Nach der warmen Dusche hab ich noch fix Hundis gekrault und dann ab ins Bett.

War ne sehr kurze letzte Nacht, weil Josh schon um vier Uhr morgens am Flughafen sein musste.

Ich hab mich nochmal hingelegt und mich tagsüber um so Tüdelkram gekümmert, wie zum Beispiel tanken, staubsaugen oder auch hatte ich keine 2$ um die Toll-Gebühr zu zahlen, als ich vom Flughafen wieder ins Bett wollte. Sie meinte, ich kann es im Center nachträglich bezahlen. Nur blöd, dass das samstags geschlossen hat.

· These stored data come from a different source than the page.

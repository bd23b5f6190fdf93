//! # API Route Modules
//!
//! - `issue`: issuance webhook, credential status toggle, registry health.
//! - `verify`: verification relay to the door and the topic buffer.

pub mod issue;
pub mod verify;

Mal sehen, wie die Rechnung zu mir gelangt. Genauso sind wir wohl mal fotografiert worden, wenn dem so ist, könnten es 100$ werden, weil wir auf der Spur gefahren sind, die für die mit nem SunPass reserviert war. Mal sehen und überraschen lassen.

Gut und heil in Kanada angekommen hab ich mir fix mein Arbeitsvisum erstellen lassen. Das ging wirklich ohne weiteres, ich hatte schon Muffen, ob ich alle Dokumente dabei hab oder ob doch irgendwas fehlt und mein Hirn hat vorsichtshalber jegliche Vokabeln abgeklappert.

Ich dachte eigentlich, dass ich innerhalb eines Tages meine Sozialversicherungsnummer (SIN), Bankaccount und neuen Handyvertrag aufm Tisch hab. Dem is aber nicht so. Mit dieser blöden Nummer steht und fällt alles.

Die SIN ist jedenfalls angefordert, die wird per Post geschickt, mein Bankkonto darf ich Widerwillen ohne die Nummer eröffnen, muss allerdings zwei Tage auf meinen Termin warten. Und erst damit kann ich mich dann um mein Handy kümmern.

Wer meinte, dass Erwachsensein Spaß macht? Ich mein, klappt ja alles. Und is ja auch richtig und wichtig sich um administrativen Mist kümmern zu können. Aber nervig isses allerweil. 😀

Sobald ich dann mal mein Handy wieder nutzen kann, muss ich mich unbedingt noch um Verträge in Deutschland kümmern, die kommen auch nicht in die Pötte. Ich sag ja…. 😀

Bevor ich meine Zelte bei Marjorie abreiße, treff ich mich nochmal mit Jacynthe in Montréal. Außerdem versuch ich meine neu erworbenen Schuhe aus China an ein Mädl zu verkaufen. Die Schuhe sind mir zu klein. Trotz Größe 42. Das doch Quatsch.

Am 30.Oktober geht’s zu ner Farm, bei Ottawa. Mich nur kurz vorstellen. Da werd ich nämlich im Februar arbeiten. 🙂 Freu ich mich schon, die haben ganz viele Tiere. Unter anderem Pferde! Februar is zwar knackig, was den Schnee und die Kälte angeht, aber ich hoff, ich kann trotzdem ausreiten!

In diesem Sinne…

Ich galoppier jetzt mal ins Bett.

Servus!
Eure Lisa

P.S.: Was tatsächlich ziemlich niedlich ist: Marjorie hat mir erzählt, dass Jordan, sobald er realisiert hatte, dass ich zum Flughafen auf bin, Tränen in den Augen hatte. Er hatte mich schrecklichst vermisst und sich tierisch gefreut, mich wieder zu sehen. 😀

Er hätte gerne, dass ich hier einziehe und für immer bleibe.

P.P.S.: Ich hab völlig vergessen zu erwähnen, dass ich nochmal aufm Mont Royal war! Zwischen den Bilder liegen ca. zwei Wochen!